研究開発事業の事務局として、国内外から事業者を公募・採択、事業の進捗状況管理、確定検査、支払手続及び事業に関する問合せ対応等の総合的なマネジメント業務を行います。海外事業者に対しての精算対応能力が当社の強みです。

復興支援型の地域社会雇用創造事業支援

被災復興事業に参画する事業者を公募・選定し、事業目的に照らした経費の適正執行や、事業効果のモニタリング、関連情報の対外発信を実施しました。

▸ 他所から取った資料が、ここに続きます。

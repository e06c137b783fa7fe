//! ドメイン層のエラー型定義

use thiserror::Error;

/// Value object の構築時に返されるエラー
#[derive(Debug, Error, PartialEq, Eq)]
pub enum DomainError {
    #[error("invalid room code: '{0}'")]
    InvalidRoomCode(String),

    #[error("invalid participant id: '{0}'")]
    InvalidParticipantId(String),

    #[error("display name must not be empty")]
    EmptyDisplayName,
}

/// Room Registry の操作で返されるエラー
#[derive(Debug, Error, PartialEq, Eq)]
pub enum RegistryError {
    #[error("room '{0}' not found")]
    RoomNotFound(String),

    #[error("room code space exhausted after {0} attempts")]
    CodeSpaceExhausted(u32),
}

/// メッセージ送信時のエラー
#[derive(Debug, Error, PartialEq, Eq)]
pub enum PushError {
    #[error("session '{0}' not registered")]
    SessionNotFound(String),

    #[error("failed to push message: {0}")]
    PushFailed(String),
}
//! WebSocket connection handlers.

use std::sync::Arc;

use axum::{
    extract::{
        Query, State,
        ws::{Message, WebSocket, WebSocketUpgrade},
    },
    response::IntoResponse,
};
use futures_util::{sink::SinkExt, stream::StreamExt};
use serde::Deserialize;
use tokio::sync::mpsc;

use crate::{
    infrastructure::dto::websocket::{ServerMessageType, WelcomeMessage},
    ui::state::AppState,
    usecase::JoinedSession,
};

use super::session::{ClientCommand, Session};

/// Query parameters for WebSocket connection
#[derive(Debug, Deserialize)]
pub struct ConnectQuery {
    /// Requested room identifier; malformed or absent values resolve to the
    /// global room
    pub room: Option<String>,
    /// Optional display name
    pub name: Option<String>,
}

pub async fn websocket_handler(
    ws: WebSocketUpgrade,
    State(state): State<Arc<AppState>>,
    Query(query): Query<ConnectQuery>,
) -> impl IntoResponse {
    // Room resolution never fails, so every connection is upgraded
    ws.on_upgrade(move |socket| handle_socket(socket, state, query))
}

fn welcome_message(joined: &JoinedSession) -> WelcomeMessage {
    WelcomeMessage {
        r#type: ServerMessageType::Welcome,
        user_id: joined.participant_id.as_str().to_string(),
        room_id: joined.room_code.as_str().to_string(),
        room_name: joined.room_name.as_str().to_string(),
        boredom: joined.boredom.rounded(),
        average: joined.stats.average,
        count: joined.stats.count,
        individuals: joined
            .stats
            .individuals
            .iter()
            .cloned()
            .map(Into::into)
            .collect(),
    }
}

async fn handle_socket(socket: WebSocket, state: Arc<AppState>, query: ConnectQuery) {
    let (mut sender, mut receiver) = socket.split();

    // Create a channel for this connection to receive broadcasts
    let (tx, mut rx) = mpsc::unbounded_channel();
    let mut session = Session::new();

    // Resolve the room, mint a participant id, register the channel
    let joined = match state
        .join_room_usecase
        .execute(query.room.as_deref(), query.name.as_deref(), tx)
        .await
    {
        Ok(joined) => joined,
        Err(e) => {
            tracing::warn!("Join failed, closing connection: {}", e);
            return;
        }
    };
    session.join(joined.session_key());

    // Send the one-time welcome to this connection only
    let welcome_json = serde_json::to_string(&welcome_message(&joined)).unwrap();
    if let Err(e) = sender.send(Message::Text(welcome_json.into())).await {
        tracing::error!(
            "Failed to send welcome to '{}': {}",
            joined.participant_id,
            e
        );
        close_session(&state, &mut session).await;
        return;
    }

    // Room-wide broadcast so existing participants see the updated count
    state
        .broadcast_stats_usecase
        .execute(&joined.room_code)
        .await;

    // Single event loop: each arm runs to completion before the next event
    // is taken, so no mutation ever observes a half-applied step.
    loop {
        tokio::select! {
            outbound = rx.recv() => {
                match outbound {
                    Some(payload) => {
                        if sender.send(Message::Text(payload.into())).await.is_err() {
                            break;
                        }
                    }
                    // Channel closed: unregistered or server shutdown
                    None => break,
                }
            }
            inbound = receiver.next() => {
                let Some(frame) = inbound else { break };
                let frame = match frame {
                    Ok(frame) => frame,
                    Err(e) => {
                        tracing::warn!(
                            "WebSocket error for '{}': {}",
                            joined.participant_id,
                            e
                        );
                        break;
                    }
                };

                match frame {
                    Message::Text(text) => {
                        handle_text(&state, &session, &text).await;
                    }
                    Message::Close(_) => {
                        tracing::info!(
                            "Participant '{}' requested close",
                            joined.participant_id
                        );
                        break;
                    }
                    Message::Ping(_) => {
                        tracing::debug!("Received ping");
                        // Ping/pong is handled automatically by the WebSocket protocol
                    }
                    _ => {}
                }
            }
        }
    }

    close_session(&state, &mut session).await;
}

/// Classify and apply one inbound text frame. Unrecognized payloads are
/// dropped without a response and without closing the connection.
async fn handle_text(state: &Arc<AppState>, session: &Session, text: &str) {
    let Some(key) = session.key() else { return };

    match session.command_for(text) {
        Some(ClientCommand::SetBoredom(raw)) => {
            if state.update_boredom_usecase.execute(key, raw).await {
                state.broadcast_stats_usecase.execute(&key.room).await;
            }
        }
        Some(ClientCommand::SetName(name)) => {
            if state.rename_participant_usecase.execute(key, &name).await {
                state.broadcast_stats_usecase.execute(&key.room).await;
            }
        }
        None => {
            tracing::debug!("Dropped unrecognized message: {}", text);
        }
    }
}

/// Idempotent close path: the first call removes the participant entry and
/// broadcasts the shrunken stats, later calls are no-ops.
async fn close_session(state: &Arc<AppState>, session: &mut Session) {
    if let Some(key) = session.close() {
        state.leave_room_usecase.execute(&key).await;
        state.broadcast_stats_usecase.execute(&key.room).await;
    }
}
#[cfg(test)]
mod tests {
    use std::sync::atomic::{AtomicI64, Ordering};

    use super::*;
    use taikutsu_shared::time::FixedClock;

    /// Test clock whose value can be advanced between operations
    struct SteppingClock {
        now: AtomicI64,
    }

    impl SteppingClock {
        fn new(start: i64) -> Self {
            Self {
                now: AtomicI64::new(start),
            }
        }

        fn advance(&self, millis: i64) {
            self.now.fetch_add(millis, Ordering::SeqCst);
        }
    }

    impl Clock for SteppingClock {
        fn now_millis(&self) -> i64 {
            self.now.load(Ordering::SeqCst)
        }
    }

    fn create_test_registry() -> InMemoryRoomRegistry {
        InMemoryRoomRegistry::new(Arc::new(FixedClock::new(1_000)))
    }

    fn live_participant(id: &str) -> Participant {
        Participant::live(ParticipantId::new(id).unwrap(), None)
    }

    #[tokio::test]
    async fn test_global_room_is_seeded_at_construction() {
        // テスト項目: 構築直後にグローバルルームが登録されている
        // given (前提条件):
        let registry = create_test_registry();

        // when (操作):
        let global = registry.get_room(&RoomCode::global()).await;

        // then (期待する結果):
        assert!(global.is_some());
        let global = global.unwrap();
        assert!(global.is_global);
        assert_eq!(registry.room_count().await, 1);
    }

    #[tokio::test]
    async fn test_create_room_with_name() {
        // テスト項目: 名前付きでルームを作成すると、その名前で解決される
        // given (前提条件):
        let registry = create_test_registry();

        // when (操作):
        let summary = registry
            .create_room(Some("Team Sync".to_string()))
            .await
            .unwrap();

        // then (期待する結果):
        assert_eq!(summary.code.as_str().len(), 6);
        assert_eq!(summary.name.as_str(), "Team Sync");
        assert!(registry.get_room(&summary.code).await.is_some());
        assert_eq!(registry.room_count().await, 2);
    }

    #[tokio::test]
    async fn test_create_room_without_name_uses_default() {
        // テスト項目: 名前なしで作成したルームがコード由来のデフォルト名を持つ
        // given (前提条件):
        let registry = create_test_registry();

        // when (操作):
        let summary = registry.create_room(None).await.unwrap();

        // then (期待する結果):
        assert_eq!(
            summary.name.as_str(),
            format!("Room {}", summary.code.as_str())
        );
    }

    #[tokio::test]
    async fn test_resolve_existing_room() {
        // テスト項目: 既存ルームのコードを指定すると、そのルームに解決される
        // given (前提条件):
        let registry = create_test_registry();
        let created = registry
            .create_room(Some("Team Sync".to_string()))
            .await
            .unwrap();

        // when (操作):
        let resolved = registry
            .resolve_room_for_join(Some(created.code.as_str()))
            .await;

        // then (期待する結果):
        assert_eq!(resolved, created);
        assert_eq!(registry.room_count().await, 2); // no new room
    }

    #[tokio::test]
    async fn test_resolve_well_formed_unknown_code_creates_room() {
        // テスト項目: 整形式だが未登録のコードを指定すると、その場でルームが作成される
        // given (前提条件):
        let registry = create_test_registry();

        // when (操作):
        let resolved = registry.resolve_room_for_join(Some("ZZ9999")).await;

        // then (期待する結果):
        assert_eq!(resolved.code.as_str(), "ZZ9999");
        assert_eq!(resolved.name.as_str(), "Room ZZ9999");
        assert!(registry.get_room(&resolved.code).await.is_some());
    }

    #[tokio::test]
    async fn test_resolve_invalid_code_falls_back_to_global() {
        // テスト項目: 不正なコードまたは未指定がグローバルルームにフォールバックする
        // given (前提条件):
        let registry = create_test_registry();

        // when (操作):
        let malformed = registry.resolve_room_for_join(Some("not-a-code")).await;
        let too_short = registry.resolve_room_for_join(Some("AB1")).await;
        let absent = registry.resolve_room_for_join(None).await;

        // then (期待する結果): 新しいルームは作られない
        assert!(malformed.code.is_global());
        assert!(too_short.code.is_global());
        assert!(absent.code.is_global());
        assert_eq!(registry.room_count().await, 1);
    }

    #[tokio::test]
    async fn test_add_and_remove_participant() {
        // テスト項目: 参加者の追加・削除がルームのテーブルに反映される
        // given (前提条件):
        let registry = create_test_registry();
        let summary = registry.create_room(None).await.unwrap();
        let participant = live_participant("aaaa111122223333");
        let id = participant.id.clone();

        // when (操作):
        registry
            .add_participant(&summary.code, participant)
            .await
            .unwrap();

        // then (期待する結果):
        let room = registry.get_room(&summary.code).await.unwrap();
        assert_eq!(room.participants.len(), 1);

        assert!(registry.remove_participant(&summary.code, &id).await);
        // 2 回目の削除は false（冪等）
        assert!(!registry.remove_participant(&summary.code, &id).await);
    }

    #[tokio::test]
    async fn test_add_participant_to_unknown_room_fails() {
        // テスト項目: 存在しないルームへの参加者追加がエラーになる
        // given (前提条件):
        let registry = create_test_registry();
        let unknown = RoomCode::new("FFFFFF").unwrap();

        // when (操作):
        let result = registry
            .add_participant(&unknown, live_participant("aaaa111122223333"))
            .await;

        // then (期待する結果):
        assert_eq!(
            result,
            Err(RegistryError::RoomNotFound("FFFFFF".to_string()))
        );
    }

    #[tokio::test]
    async fn test_apply_bot_drift_moves_value_toward_target() {
        // テスト項目: bot drift が値を目標方向に動かす
        // given (前提条件):
        let registry = create_test_registry();
        let bot_id = ParticipantId::new("bot-lurker").unwrap();
        registry
            .add_participant(
                &RoomCode::global(),
                Participant::bot(
                    bot_id.clone(),
                    DisplayName::new("Lurker").unwrap(),
                    BoredomLevel::new(50.0),
                ),
            )
            .await
            .unwrap();

        // when (操作):
        let applied = registry
            .apply_bot_drift(&RoomCode::global(), &bot_id, 90.0, 0.0)
            .await;

        // then (期待する結果): 50 + (90 - 50) * 0.1 = 54
        assert!(applied);
        let room = registry.get_room(&RoomCode::global()).await.unwrap();
        let bot = room.participants.get(&bot_id).unwrap();
        assert!((bot.boredom.value() - 54.0).abs() < f64::EPSILON);
    }

    #[tokio::test]
    async fn test_apply_bot_drift_clamps_to_range() {
        // テスト項目: drift 適用後の値が [0, 100] にクランプされる
        // given (前提条件):
        let registry = create_test_registry();
        let bot_id = ParticipantId::new("bot-lurker").unwrap();
        registry
            .add_participant(
                &RoomCode::global(),
                Participant::bot(
                    bot_id.clone(),
                    DisplayName::new("Lurker").unwrap(),
                    BoredomLevel::new(99.0),
                ),
            )
            .await
            .unwrap();

        // when (操作): 大きなノイズで上限を超えようとする
        registry
            .apply_bot_drift(&RoomCode::global(), &bot_id, 100.0, 50.0)
            .await;

        // then (期待する結果):
        let room = registry.get_room(&RoomCode::global()).await.unwrap();
        assert_eq!(room.participants.get(&bot_id).unwrap().boredom.value(), 100.0);
    }

    #[tokio::test]
    async fn test_apply_bot_drift_missing_entry_is_noop() {
        // テスト項目: ルームまたは参加者が存在しない場合、drift が no-op になる
        // given (前提条件):
        let registry = create_test_registry();
        let unknown_room = RoomCode::new("FFFFFF").unwrap();
        let unknown_id = ParticipantId::new("bot-ghost").unwrap();

        // when (操作):
        let missing_room = registry
            .apply_bot_drift(&unknown_room, &unknown_id, 50.0, 0.0)
            .await;
        let missing_participant = registry
            .apply_bot_drift(&RoomCode::global(), &unknown_id, 50.0, 0.0)
            .await;

        // then (期待する結果):
        assert!(!missing_room);
        assert!(!missing_participant);
    }

    #[tokio::test]
    async fn test_evict_idle_rooms_removes_old_empty_rooms() {
        // テスト項目: live 参加者 0 人かつ閾値超過の非グローバルルームが削除される
        // given (前提条件):
        let clock = Arc::new(SteppingClock::new(0));
        let registry = InMemoryRoomRegistry::new(clock.clone());
        let summary = registry.create_room(None).await.unwrap();

        // when (操作): 閾値を超えて時間を進めてから掃除する
        clock.advance(3_600_001);
        let evicted = registry.evict_idle_rooms(3_600_000).await;

        // then (期待する結果):
        assert_eq!(evicted, vec![summary.code.clone()]);
        assert!(registry.get_room(&summary.code).await.is_none());
    }

    #[tokio::test]
    async fn test_evict_spares_young_and_occupied_rooms() {
        // テスト項目: 閾値未満のルームと live 参加者のいるルームは削除されない
        // given (前提条件):
        let clock = Arc::new(SteppingClock::new(0));
        let registry = InMemoryRoomRegistry::new(clock.clone());
        let stale = registry.create_room(None).await.unwrap();
        let occupied = registry.create_room(None).await.unwrap();
        registry
            .add_participant(&occupied.code, live_participant("aaaa111122223333"))
            .await
            .unwrap();

        clock.advance(3_600_001);
        let young = registry.create_room(None).await.unwrap(); // age 0 from here

        // when (操作):
        let evicted = registry.evict_idle_rooms(3_600_000).await;

        // then (期待する結果): stale のみ削除される
        assert_eq!(evicted, vec![stale.code.clone()]);
        assert!(registry.get_room(&occupied.code).await.is_some());
        assert!(registry.get_room(&young.code).await.is_some());
    }

    #[tokio::test]
    async fn test_evict_never_removes_global_room() {
        // テスト項目: グローバルルームは経過時間や参加者数に関係なく削除されない
        // given (前提条件):
        let clock = Arc::new(SteppingClock::new(0));
        let registry = InMemoryRoomRegistry::new(clock.clone());
        clock.advance(1_000_000_000);

        // when (操作):
        let evicted = registry.evict_idle_rooms(0).await;

        // then (期待する結果):
        assert!(evicted.is_empty());
        assert!(registry.get_room(&RoomCode::global()).await.is_some());
    }
}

2017年3月までに約1700人の雇用創造に貢献しました。

陸前高田市における植物工場の事業化支援

早期復興が望まれる被災地において、先端技術を導入した植物工場の誘致・事業化と運営を支援しました。本事業は被災地復興事業の成功モデルとなりました。

放射性物質を含む下水汚泥減容化施設の実証試験

福島市・堀河町終末処理場に保管された放射性物質を含む下水汚泥の減容・安定化処理に係る実証事業で運転統括業務を実施しました。減容化処理の完了に伴い、処理施設を解体し、現在は処理済み汚泥の処理場外への搬出を行っています。当社は、処理施設の運転から解体、搬出までのすべてのプロセスで放射線管理を担当しています。

放射線被ばく線量の解析・評価

住民の放射線被ばくの低減、放射線影響の分析のために、被ばく線量評価、防護対策、疫学調査等の調査・解析・システム管理を実施しました。科学的知見の獲得・利用に貢献しています。

中間貯蔵施設の整備・運用支援

福島県内の除染で生じた大量の除去土壌や廃棄物などを貯蔵管理する中間貯蔵施設の整備が進められています。当社は、これらの貯蔵物の放射線管理のあり方に関する検討のほか、その輸送・管理業務に必要となる情報システムの設計を行いました。また、除去土壌等を減容化し、再生利用するための実証事業にも参画しています。

イノベーション・コースト推進企業協議会の設立と活動

福島県の復興・再生を目指す国家プロジェクトであるイノベーション・コースト構想が推進されています。当社は、同構想における官民連携プロジェクトの具現化に資するため、民間主体のイノベーション・コースト構想推進企業協議会を幹事企業の一員として設立し、多様な技術・ノウハウを持つさまざまな民間企業などと連携して自主的な活動を行っています。福島県浜通りに建設予定の「ロボットテストフィールド」の運営基本計画策定も支援しています。

廃炉・汚染水対策事業の事務局

福島第一原子力発電所の廃止措置(いわゆる「廃炉」)に向け、技術的難易度の高い課題に対して、国による研究開発・実証事業が進められています。当社は、この廃炉・汚染水対策事業における事業者の公募・選定、研究開発マネジメントを支援し、国内外の英知の結集により円滑な廃止措置に貢献しています。

廃炉に係るリスク評価

福島第一原子力発電所の廃止措置(いわゆる「廃炉」)においては、リスクの把握・評価およびこれに基づいた計画・実施が必要です。当社は、廃止措置における外的事象および内的事象の想定のもと起因事象を設定し、事象進展シナリオの定量的な分析、放射性物質の放出につながり得る事象設定、事象進展シナリオと組み合わせたリスク評価を行いました。